Problem statement: Locate all lines in the data below that hold "files" and show them.

Information given:
**********

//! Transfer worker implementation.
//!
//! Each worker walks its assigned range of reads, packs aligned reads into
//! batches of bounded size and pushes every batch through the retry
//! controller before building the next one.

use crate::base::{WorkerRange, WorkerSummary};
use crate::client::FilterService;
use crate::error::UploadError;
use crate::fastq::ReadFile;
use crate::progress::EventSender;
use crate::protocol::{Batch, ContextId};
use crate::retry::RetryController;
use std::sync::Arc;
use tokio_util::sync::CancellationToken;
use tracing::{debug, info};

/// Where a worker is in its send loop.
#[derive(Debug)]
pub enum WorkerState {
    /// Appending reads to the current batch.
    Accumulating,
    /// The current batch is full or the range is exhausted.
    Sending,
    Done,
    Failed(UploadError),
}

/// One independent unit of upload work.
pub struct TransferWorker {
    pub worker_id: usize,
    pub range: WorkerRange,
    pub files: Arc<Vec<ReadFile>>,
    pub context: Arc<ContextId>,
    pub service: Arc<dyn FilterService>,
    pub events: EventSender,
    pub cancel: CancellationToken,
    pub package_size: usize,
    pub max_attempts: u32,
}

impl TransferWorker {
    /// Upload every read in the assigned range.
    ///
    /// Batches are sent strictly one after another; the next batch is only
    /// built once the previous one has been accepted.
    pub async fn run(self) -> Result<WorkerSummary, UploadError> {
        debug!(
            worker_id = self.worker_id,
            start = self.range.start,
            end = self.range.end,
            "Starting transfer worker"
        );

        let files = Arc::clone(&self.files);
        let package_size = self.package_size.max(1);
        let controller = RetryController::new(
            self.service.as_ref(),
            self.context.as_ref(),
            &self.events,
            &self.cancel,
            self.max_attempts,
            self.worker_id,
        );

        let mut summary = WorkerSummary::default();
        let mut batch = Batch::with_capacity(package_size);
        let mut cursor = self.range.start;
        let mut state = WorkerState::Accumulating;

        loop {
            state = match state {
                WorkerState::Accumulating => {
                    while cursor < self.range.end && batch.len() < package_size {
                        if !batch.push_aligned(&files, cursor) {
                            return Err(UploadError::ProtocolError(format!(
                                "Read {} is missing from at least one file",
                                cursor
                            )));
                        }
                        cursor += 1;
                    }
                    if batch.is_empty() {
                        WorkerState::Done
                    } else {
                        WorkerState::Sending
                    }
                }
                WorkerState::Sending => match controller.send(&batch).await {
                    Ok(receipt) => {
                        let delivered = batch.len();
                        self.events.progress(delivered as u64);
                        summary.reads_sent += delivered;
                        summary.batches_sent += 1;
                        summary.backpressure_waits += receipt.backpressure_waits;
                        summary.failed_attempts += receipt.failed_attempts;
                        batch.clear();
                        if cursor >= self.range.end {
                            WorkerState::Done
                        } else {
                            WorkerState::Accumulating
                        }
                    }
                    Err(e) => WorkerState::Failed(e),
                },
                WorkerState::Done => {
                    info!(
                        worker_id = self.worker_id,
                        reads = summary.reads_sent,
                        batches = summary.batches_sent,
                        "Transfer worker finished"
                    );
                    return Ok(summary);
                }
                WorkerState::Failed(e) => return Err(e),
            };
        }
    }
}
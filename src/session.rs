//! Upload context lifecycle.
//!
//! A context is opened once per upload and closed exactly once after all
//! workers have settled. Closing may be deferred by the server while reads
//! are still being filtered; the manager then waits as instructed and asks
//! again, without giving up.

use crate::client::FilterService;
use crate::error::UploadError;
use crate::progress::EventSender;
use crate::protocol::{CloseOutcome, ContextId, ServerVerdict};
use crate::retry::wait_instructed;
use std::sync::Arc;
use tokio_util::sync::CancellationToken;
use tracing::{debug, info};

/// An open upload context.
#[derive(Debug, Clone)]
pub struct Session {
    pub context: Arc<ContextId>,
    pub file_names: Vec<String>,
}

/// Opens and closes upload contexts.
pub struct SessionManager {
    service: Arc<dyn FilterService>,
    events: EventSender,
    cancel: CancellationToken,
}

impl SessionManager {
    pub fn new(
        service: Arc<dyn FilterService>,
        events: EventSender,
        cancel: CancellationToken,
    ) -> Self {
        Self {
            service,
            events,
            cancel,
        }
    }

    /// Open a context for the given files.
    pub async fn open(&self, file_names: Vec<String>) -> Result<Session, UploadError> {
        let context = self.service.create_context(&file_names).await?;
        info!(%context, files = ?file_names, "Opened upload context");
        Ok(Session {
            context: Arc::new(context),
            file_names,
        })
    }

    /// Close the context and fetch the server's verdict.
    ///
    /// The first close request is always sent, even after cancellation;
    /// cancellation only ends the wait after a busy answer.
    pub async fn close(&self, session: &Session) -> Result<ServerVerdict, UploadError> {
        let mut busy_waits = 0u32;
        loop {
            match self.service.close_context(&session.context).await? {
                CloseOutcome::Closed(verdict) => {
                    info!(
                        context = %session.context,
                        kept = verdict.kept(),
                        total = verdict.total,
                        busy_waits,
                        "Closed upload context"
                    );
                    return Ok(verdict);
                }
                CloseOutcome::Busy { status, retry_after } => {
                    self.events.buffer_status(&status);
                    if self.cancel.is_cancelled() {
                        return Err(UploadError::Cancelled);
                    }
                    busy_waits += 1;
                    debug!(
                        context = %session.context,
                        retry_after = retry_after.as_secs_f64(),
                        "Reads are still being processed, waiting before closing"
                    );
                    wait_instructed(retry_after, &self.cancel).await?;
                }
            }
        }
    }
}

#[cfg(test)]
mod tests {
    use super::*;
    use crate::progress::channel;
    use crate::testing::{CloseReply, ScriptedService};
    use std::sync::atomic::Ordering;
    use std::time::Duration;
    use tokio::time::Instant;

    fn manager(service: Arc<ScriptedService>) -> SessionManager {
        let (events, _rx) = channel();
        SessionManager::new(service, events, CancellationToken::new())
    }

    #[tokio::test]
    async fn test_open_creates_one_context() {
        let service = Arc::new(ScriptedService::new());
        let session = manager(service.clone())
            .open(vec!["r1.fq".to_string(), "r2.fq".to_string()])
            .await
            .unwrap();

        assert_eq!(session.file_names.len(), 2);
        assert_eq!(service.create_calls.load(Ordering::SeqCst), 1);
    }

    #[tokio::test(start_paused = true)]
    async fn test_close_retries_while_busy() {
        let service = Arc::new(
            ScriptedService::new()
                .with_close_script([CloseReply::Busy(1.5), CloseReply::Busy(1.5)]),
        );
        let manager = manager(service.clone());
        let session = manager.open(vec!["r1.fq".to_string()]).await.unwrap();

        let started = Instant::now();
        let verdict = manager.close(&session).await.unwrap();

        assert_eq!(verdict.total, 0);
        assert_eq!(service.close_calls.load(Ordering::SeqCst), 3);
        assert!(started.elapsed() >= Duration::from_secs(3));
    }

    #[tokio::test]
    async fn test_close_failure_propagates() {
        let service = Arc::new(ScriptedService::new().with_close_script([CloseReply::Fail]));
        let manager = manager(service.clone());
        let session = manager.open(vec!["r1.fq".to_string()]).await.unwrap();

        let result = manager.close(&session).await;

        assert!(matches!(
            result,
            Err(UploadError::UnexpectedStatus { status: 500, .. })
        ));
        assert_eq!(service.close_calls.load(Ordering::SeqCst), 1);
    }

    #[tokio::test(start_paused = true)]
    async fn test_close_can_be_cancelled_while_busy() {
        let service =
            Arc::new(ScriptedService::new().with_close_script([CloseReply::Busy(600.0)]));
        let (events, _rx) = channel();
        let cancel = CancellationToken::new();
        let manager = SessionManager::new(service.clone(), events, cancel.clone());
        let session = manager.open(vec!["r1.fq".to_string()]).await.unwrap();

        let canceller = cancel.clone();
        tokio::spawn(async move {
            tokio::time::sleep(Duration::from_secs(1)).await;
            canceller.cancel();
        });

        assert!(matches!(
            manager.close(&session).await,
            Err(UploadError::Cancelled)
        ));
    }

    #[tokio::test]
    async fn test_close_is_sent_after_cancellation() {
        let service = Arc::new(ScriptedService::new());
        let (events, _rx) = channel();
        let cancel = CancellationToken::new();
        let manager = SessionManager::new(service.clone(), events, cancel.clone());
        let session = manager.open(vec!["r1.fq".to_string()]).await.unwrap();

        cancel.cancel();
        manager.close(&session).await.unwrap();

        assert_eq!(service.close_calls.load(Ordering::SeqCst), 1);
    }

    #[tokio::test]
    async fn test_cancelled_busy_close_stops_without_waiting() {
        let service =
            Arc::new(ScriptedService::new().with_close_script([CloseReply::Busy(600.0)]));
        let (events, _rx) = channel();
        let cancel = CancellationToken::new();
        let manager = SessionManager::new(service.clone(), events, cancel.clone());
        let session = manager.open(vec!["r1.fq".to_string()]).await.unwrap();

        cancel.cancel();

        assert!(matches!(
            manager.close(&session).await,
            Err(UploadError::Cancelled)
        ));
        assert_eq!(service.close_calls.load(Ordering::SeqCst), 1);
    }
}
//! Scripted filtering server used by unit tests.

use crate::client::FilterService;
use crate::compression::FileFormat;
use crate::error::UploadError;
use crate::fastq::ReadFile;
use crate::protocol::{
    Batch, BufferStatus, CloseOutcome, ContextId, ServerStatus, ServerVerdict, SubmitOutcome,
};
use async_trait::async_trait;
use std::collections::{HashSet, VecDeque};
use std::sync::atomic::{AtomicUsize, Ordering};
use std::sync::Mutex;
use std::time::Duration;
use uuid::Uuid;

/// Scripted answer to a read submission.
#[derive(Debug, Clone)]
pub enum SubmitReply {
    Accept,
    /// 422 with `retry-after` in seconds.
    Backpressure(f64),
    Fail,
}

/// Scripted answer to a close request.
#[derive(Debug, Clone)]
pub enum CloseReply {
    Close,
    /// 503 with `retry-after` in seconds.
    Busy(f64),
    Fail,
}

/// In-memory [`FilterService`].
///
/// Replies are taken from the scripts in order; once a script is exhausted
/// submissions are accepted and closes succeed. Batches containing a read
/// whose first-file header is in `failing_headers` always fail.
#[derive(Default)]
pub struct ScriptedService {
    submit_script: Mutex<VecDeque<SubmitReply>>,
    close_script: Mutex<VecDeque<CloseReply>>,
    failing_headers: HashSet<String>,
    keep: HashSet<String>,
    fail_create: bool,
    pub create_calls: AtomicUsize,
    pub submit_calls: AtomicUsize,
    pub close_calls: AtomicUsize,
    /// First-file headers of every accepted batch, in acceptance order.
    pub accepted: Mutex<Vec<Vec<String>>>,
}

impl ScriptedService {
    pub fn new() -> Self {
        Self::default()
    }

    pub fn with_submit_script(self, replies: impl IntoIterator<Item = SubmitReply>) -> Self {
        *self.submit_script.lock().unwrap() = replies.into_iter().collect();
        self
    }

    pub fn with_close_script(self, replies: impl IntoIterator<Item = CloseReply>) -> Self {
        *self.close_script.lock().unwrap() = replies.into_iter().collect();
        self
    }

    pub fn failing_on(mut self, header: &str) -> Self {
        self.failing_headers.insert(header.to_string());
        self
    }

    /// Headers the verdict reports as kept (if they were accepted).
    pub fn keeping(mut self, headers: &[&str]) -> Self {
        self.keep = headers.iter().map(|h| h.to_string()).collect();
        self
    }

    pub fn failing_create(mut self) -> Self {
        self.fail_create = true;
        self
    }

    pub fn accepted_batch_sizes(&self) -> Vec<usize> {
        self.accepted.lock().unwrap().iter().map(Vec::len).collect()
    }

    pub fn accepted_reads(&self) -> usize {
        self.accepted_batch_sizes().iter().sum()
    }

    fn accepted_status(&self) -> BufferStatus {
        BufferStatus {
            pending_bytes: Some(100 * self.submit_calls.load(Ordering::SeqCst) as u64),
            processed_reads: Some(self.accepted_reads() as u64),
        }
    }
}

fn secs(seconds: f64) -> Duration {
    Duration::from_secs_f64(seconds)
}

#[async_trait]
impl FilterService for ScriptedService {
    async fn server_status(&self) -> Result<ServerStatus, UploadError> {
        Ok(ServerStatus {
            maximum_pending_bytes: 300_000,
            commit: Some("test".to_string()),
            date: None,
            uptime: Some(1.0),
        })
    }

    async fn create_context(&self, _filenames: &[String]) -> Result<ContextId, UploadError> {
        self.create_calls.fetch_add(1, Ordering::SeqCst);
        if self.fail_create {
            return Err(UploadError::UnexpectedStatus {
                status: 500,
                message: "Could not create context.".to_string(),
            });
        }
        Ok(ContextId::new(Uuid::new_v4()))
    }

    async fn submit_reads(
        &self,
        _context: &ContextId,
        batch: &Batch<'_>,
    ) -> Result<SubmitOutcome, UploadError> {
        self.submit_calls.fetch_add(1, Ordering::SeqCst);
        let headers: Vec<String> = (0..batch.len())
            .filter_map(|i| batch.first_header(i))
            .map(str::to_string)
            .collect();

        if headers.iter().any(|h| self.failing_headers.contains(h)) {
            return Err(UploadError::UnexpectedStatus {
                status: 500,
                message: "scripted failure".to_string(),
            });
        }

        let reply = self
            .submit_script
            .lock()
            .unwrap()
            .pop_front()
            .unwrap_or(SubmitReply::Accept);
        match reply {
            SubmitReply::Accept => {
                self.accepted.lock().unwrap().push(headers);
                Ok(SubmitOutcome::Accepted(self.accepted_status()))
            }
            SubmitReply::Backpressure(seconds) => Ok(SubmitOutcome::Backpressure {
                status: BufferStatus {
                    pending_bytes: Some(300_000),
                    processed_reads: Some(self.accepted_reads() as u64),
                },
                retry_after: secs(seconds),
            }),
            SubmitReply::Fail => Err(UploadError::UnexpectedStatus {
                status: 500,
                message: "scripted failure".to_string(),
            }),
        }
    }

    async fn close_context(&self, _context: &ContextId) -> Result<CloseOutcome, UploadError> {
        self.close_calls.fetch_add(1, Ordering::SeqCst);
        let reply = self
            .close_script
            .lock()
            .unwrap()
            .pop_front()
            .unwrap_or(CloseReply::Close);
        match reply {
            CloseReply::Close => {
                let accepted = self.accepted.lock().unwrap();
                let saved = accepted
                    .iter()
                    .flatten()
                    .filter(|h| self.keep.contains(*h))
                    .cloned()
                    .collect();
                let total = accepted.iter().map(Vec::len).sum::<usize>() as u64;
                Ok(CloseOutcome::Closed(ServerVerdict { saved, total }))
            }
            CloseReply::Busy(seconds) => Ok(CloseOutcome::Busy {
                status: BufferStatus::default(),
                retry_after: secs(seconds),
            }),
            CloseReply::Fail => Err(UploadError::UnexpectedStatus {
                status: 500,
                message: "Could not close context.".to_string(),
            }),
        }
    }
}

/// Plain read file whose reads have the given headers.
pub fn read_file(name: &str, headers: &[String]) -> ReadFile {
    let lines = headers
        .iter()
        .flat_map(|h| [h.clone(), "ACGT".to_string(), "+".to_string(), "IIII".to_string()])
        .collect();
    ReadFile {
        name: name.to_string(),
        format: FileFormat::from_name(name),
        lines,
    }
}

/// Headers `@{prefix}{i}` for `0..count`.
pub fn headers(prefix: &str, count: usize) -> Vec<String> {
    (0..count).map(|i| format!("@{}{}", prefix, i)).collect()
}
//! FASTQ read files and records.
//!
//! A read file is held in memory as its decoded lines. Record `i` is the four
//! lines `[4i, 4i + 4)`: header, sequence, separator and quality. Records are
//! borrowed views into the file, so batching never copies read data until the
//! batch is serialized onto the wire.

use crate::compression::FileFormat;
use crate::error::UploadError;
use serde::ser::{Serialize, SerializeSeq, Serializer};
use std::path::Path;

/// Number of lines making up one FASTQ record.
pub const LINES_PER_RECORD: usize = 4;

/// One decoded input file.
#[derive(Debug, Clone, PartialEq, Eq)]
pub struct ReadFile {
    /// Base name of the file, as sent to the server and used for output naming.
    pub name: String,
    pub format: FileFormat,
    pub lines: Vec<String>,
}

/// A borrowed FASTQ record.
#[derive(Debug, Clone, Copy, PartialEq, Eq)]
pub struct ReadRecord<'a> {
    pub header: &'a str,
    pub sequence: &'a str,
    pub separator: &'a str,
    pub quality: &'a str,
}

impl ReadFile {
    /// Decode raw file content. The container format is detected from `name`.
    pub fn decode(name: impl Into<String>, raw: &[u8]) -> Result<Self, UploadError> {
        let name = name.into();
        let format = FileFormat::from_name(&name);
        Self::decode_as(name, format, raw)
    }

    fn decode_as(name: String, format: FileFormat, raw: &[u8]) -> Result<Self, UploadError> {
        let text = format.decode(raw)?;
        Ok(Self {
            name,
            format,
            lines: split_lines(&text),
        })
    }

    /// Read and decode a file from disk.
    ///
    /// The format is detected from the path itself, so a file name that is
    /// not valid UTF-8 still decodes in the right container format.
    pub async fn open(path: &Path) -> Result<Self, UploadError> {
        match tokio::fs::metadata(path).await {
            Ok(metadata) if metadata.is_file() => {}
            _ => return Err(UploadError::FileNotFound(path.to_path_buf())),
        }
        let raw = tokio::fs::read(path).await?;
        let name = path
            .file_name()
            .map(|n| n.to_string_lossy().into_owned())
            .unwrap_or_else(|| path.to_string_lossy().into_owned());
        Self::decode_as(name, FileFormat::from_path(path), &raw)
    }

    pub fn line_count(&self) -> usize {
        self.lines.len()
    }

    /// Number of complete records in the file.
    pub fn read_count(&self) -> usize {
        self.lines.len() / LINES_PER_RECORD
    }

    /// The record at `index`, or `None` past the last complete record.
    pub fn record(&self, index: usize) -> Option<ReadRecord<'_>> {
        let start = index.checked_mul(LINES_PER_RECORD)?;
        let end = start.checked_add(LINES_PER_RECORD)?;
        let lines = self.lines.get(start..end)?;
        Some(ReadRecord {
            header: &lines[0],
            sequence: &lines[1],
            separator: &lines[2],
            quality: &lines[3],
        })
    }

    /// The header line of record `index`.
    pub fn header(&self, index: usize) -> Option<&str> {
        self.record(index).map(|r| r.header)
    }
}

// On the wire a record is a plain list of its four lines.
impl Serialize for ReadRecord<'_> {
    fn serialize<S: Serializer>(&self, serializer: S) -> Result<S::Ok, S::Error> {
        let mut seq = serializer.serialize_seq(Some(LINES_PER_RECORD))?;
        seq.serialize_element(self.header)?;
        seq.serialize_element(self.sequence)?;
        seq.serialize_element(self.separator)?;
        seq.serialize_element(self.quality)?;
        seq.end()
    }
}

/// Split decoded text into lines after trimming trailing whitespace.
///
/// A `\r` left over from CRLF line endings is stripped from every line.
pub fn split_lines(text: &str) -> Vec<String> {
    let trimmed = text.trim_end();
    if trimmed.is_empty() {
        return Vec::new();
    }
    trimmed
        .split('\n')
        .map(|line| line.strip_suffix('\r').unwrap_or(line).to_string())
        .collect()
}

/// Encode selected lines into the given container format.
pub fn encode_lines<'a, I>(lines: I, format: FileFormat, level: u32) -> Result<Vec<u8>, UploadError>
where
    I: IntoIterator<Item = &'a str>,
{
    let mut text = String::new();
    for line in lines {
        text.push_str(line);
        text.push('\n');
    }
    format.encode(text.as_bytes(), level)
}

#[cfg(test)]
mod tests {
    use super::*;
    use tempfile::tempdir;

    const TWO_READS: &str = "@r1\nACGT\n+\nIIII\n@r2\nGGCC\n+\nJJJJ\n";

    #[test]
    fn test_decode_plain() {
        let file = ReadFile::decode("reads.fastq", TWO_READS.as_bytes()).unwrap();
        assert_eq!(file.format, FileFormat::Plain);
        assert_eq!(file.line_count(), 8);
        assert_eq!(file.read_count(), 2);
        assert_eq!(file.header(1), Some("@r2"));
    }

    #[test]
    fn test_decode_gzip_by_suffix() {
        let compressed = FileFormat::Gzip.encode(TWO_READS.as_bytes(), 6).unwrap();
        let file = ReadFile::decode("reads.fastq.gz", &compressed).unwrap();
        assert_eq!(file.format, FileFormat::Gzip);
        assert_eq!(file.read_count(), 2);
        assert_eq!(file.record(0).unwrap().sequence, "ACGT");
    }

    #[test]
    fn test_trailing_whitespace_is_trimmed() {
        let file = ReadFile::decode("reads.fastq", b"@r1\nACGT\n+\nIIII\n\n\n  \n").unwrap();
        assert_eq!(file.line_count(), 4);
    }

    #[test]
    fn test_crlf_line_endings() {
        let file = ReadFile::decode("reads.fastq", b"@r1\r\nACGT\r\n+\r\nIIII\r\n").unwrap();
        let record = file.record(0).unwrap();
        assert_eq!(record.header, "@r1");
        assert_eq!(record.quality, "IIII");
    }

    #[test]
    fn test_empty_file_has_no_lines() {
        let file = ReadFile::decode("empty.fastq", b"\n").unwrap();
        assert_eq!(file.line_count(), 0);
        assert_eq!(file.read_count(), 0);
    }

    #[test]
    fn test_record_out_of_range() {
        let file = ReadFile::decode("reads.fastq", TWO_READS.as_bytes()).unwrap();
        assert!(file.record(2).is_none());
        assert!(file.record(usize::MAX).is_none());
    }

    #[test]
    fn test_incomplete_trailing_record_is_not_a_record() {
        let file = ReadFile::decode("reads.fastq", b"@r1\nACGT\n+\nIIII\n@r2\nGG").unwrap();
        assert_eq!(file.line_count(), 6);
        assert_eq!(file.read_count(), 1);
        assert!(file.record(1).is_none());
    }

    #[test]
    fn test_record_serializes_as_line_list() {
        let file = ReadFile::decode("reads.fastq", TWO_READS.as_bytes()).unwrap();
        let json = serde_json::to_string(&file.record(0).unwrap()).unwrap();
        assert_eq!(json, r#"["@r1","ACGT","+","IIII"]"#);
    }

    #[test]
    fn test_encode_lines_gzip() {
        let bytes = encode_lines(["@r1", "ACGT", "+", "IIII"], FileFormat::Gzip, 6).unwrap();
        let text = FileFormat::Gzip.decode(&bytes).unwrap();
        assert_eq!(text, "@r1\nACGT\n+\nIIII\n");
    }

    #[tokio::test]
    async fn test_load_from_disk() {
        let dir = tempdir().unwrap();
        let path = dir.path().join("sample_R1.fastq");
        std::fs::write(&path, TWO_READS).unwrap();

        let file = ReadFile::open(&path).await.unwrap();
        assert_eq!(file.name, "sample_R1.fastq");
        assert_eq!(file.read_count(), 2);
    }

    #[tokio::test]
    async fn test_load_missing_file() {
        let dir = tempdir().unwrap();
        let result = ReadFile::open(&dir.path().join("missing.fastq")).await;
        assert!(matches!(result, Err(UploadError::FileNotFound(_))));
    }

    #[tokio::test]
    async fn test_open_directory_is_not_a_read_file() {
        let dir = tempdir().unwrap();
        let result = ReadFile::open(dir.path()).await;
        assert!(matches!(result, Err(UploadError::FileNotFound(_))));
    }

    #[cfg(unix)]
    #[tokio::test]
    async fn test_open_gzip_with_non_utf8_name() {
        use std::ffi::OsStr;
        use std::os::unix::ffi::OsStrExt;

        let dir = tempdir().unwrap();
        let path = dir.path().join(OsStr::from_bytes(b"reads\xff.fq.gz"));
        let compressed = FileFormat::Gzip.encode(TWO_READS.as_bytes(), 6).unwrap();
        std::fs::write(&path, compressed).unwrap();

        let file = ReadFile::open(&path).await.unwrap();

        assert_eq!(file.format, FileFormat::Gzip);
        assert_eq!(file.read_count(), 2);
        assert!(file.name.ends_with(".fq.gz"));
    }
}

**********

Answer to the problem:
    pub files: Arc<Vec<ReadFile>>,
        let files = Arc::clone(&self.files);
                        if !batch.push_aligned(&files, cursor) {
    /// Open a context for the given files.
        info!(%context, files = ?file_names, "Opened upload context");
//! FASTQ read files and records.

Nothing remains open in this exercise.